To have emotionally healthy parents, psychologically healthy parents. To grow up in a world that is safe and free, where the child can go outside and play without having to worry about being hurt or attacked. A world where a child can make friends, can choose friends, can have lots of different people to choose from. To grow up in a family that doesn’t have so many kids that the child is just inherently neglected by the parents because the parents don’t have the energy to be able to focus on the child.
A world where the child has lots and lots of time to spend with his or her parents, where his parents aren’t always away working and giving him to nannies and babysitters and schools to take the responsibility. The right of the child to have parents who really develop a strong, nurturing, caring bond with that child, where the child can have parents as role models—people who they look up to, people who are mature and healthy, who will guide that child.
I also think a child has a right to have access to nature—healthy nature, not polluted nature. A world to have access to plants and animals, access to the wilderness, access to explore this wilderness in a safe and healthy way. Access to be alone in nature when they’re old enough to be able to handle that. And I think often children, when they’re very young, can begin to explore nature alone in a healthy way.
The child has a right to boundaries. The child has a right to not be violated by his or her parents.
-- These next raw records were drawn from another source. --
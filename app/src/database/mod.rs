pub mod db;
pub mod error;
pub mod helpers;
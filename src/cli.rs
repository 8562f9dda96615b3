//! Command-line interface parsing for the Heartcore client
//!
//! This module handles parsing of CLI arguments using clap, mapping global
//! flags onto `ConfigOverrides` and dispatching subcommands to the client.

use clap::{Parser, Subcommand};
use serde_json::Value;
use thiserror::Error;

use crate::content::{ConfigOverrides, ContentClient, ContentError, QueryOptions};

/// Error types for CLI argument parsing
#[derive(Debug, Error, PartialEq, Eq)]
pub enum CliError {
    /// A `--query` value was not of the form KEY=VALUE
    #[error("Invalid query: '{0}'. Expected KEY=VALUE")]
    InvalidQuery(String),
}

/// Heartcore - fetch content from the Umbraco Heartcore delivery API
///
/// Settings not given on the command line are read from UMBRACO_PROJECT_ALIAS,
/// UMBRACO_API_KEY, UMBRACO_API_URL, UMBRACO_ENABLED, UMBRACO_CACHE_TTL and
/// UMBRACO_FALLBACK_ENABLED.
#[derive(Parser, Debug)]
#[command(name = "heartcore")]
#[command(about = "Fetch content from the Umbraco Heartcore delivery API")]
#[command(version)]
pub struct Cli {
    /// Heartcore project alias
    #[arg(long, global = true, value_name = "ALIAS")]
    pub project_alias: Option<String>,

    /// Content Delivery API key
    #[arg(long, global = true, value_name = "KEY")]
    pub api_key: Option<String>,

    /// API host, e.g. https://cdn.umbraco.io
    #[arg(long, global = true, value_name = "URL")]
    pub api_url: Option<String>,

    /// Seconds a fetched record is served from cache
    #[arg(long, global = true, value_name = "SECS")]
    pub cache_ttl: Option<u64>,

    /// Fail instead of serving stale cached content when the API errors
    #[arg(long, global = true)]
    pub no_fallback: bool,

    /// Disable the client; every fetch fails without a request
    #[arg(long, global = true)]
    pub disabled: bool,

    /// Log debug output to stderr
    #[arg(short, long, global = true)]
    pub verbose: bool,

    #[command(subcommand)]
    pub command: Command,
}

/// What to fetch
#[derive(Subcommand, Debug, Clone, PartialEq, Eq)]
pub enum Command {
    /// Print the first record of a content type
    Get {
        /// Content type alias
        content_type: String,
        /// Query parameter, repeatable
        #[arg(short, long = "query", value_name = "KEY=VALUE", value_parser = parse_query_arg)]
        query: Vec<(String, String)>,
    },
    /// Print every record of a content type
    List {
        /// Content type alias
        content_type: String,
        /// Query parameter, repeatable
        #[arg(short, long = "query", value_name = "KEY=VALUE", value_parser = parse_query_arg)]
        query: Vec<(String, String)>,
    },
    /// Print the home page, or the built-in default if it cannot be fetched
    Home,
    /// Print the platform configurations
    Platforms,
}

/// Parses a `KEY=VALUE` query argument
///
/// The value may be empty and may itself contain `=`; the key may not be empty.
pub fn parse_query_arg(s: &str) -> Result<(String, String), CliError> {
    match s.split_once('=') {
        Some((key, value)) if !key.trim().is_empty() => {
            Ok((key.trim().to_string(), value.to_string()))
        }
        _ => Err(CliError::InvalidQuery(s.to_string())),
    }
}

impl Cli {
    /// Configuration values given explicitly on the command line
    pub fn overrides(&self) -> ConfigOverrides {
        ConfigOverrides {
            project_alias: self.project_alias.clone(),
            api_key: self.api_key.clone(),
            api_url: self.api_url.clone(),
            enabled: self.disabled.then_some(false),
            cache_ttl_secs: self.cache_ttl,
            fallback_enabled: self.no_fallback.then_some(false),
        }
    }
}

impl Command {
    /// Query parameters of the subcommand; later duplicates win
    pub fn query_options(&self) -> QueryOptions {
        match self {
            Command::Get { query, .. } | Command::List { query, .. } => {
                query.iter().cloned().collect()
            }
            Command::Home | Command::Platforms => QueryOptions::new(),
        }
    }
}

/// Runs a subcommand against the client and returns the JSON to print
pub async fn execute(client: &ContentClient, command: &Command) -> Result<Value, ContentError> {
    let value = match command {
        Command::Get { content_type, .. } => {
            Value::Object(client.fetch_content(content_type, &command.query_options()).await?)
        }
        Command::List { content_type, .. } => {
            let records = client
                .fetch_content_list(content_type, &command.query_options())
                .await?;
            Value::Array(records.into_iter().map(Value::Object).collect())
        }
        Command::Home => Value::Object(client.fetch_home_page_or_default().await),
        Command::Platforms => {
            let records = client.fetch_platform_configs().await?;
            Value::Array(records.into_iter().map(Value::Object).collect())
        }
    };
    Ok(value)
}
I know this is that our society says the parents cannot violate the child physically or sexually, but even those things go on all the time in all sorts of subtle ways that society actually will end up defending the parents over. And who enforces these human rights? Who says that it’s not okay for parents to violate their children’s human rights? Who says that it’s not okay for parents to bring up their children in a world of war and deprivation and horror? Who says it’s okay for parents to have children when the parents themselves are sick and ill, when the parents don’t have enough money to support the child?
Why is that the government’s responsibility? Isn’t it the responsibility of the parents to not have children when they know they will not be able to fulfill their children’s human rights? So that really comes to my mind. I think a lot of times what happens when we define these United Nations Universal Declaration of Human Rights is that people and society displace the unmet needs, the unfulfilled rights of the child, and they displace it onto adults.
Basically, what happens is they don’t even talk about all the different ways in which parents failed children, and instead, they make it out suddenly like it is the responsibility of governments of the world to treat adults like the children that they once were and then meet their needs. But to me, that is so misplaced, and also it’s a massive waste of energy. You really want to have a healthier world? What we need is to meet the needs of the children, respect the actual fundamental rights of the child to help them grow up and develop into mature, non-traumatized individuals. And then we won’t have to worry about all these sort of extraneous and often stupid and misplaced rights that we call human rights of adults.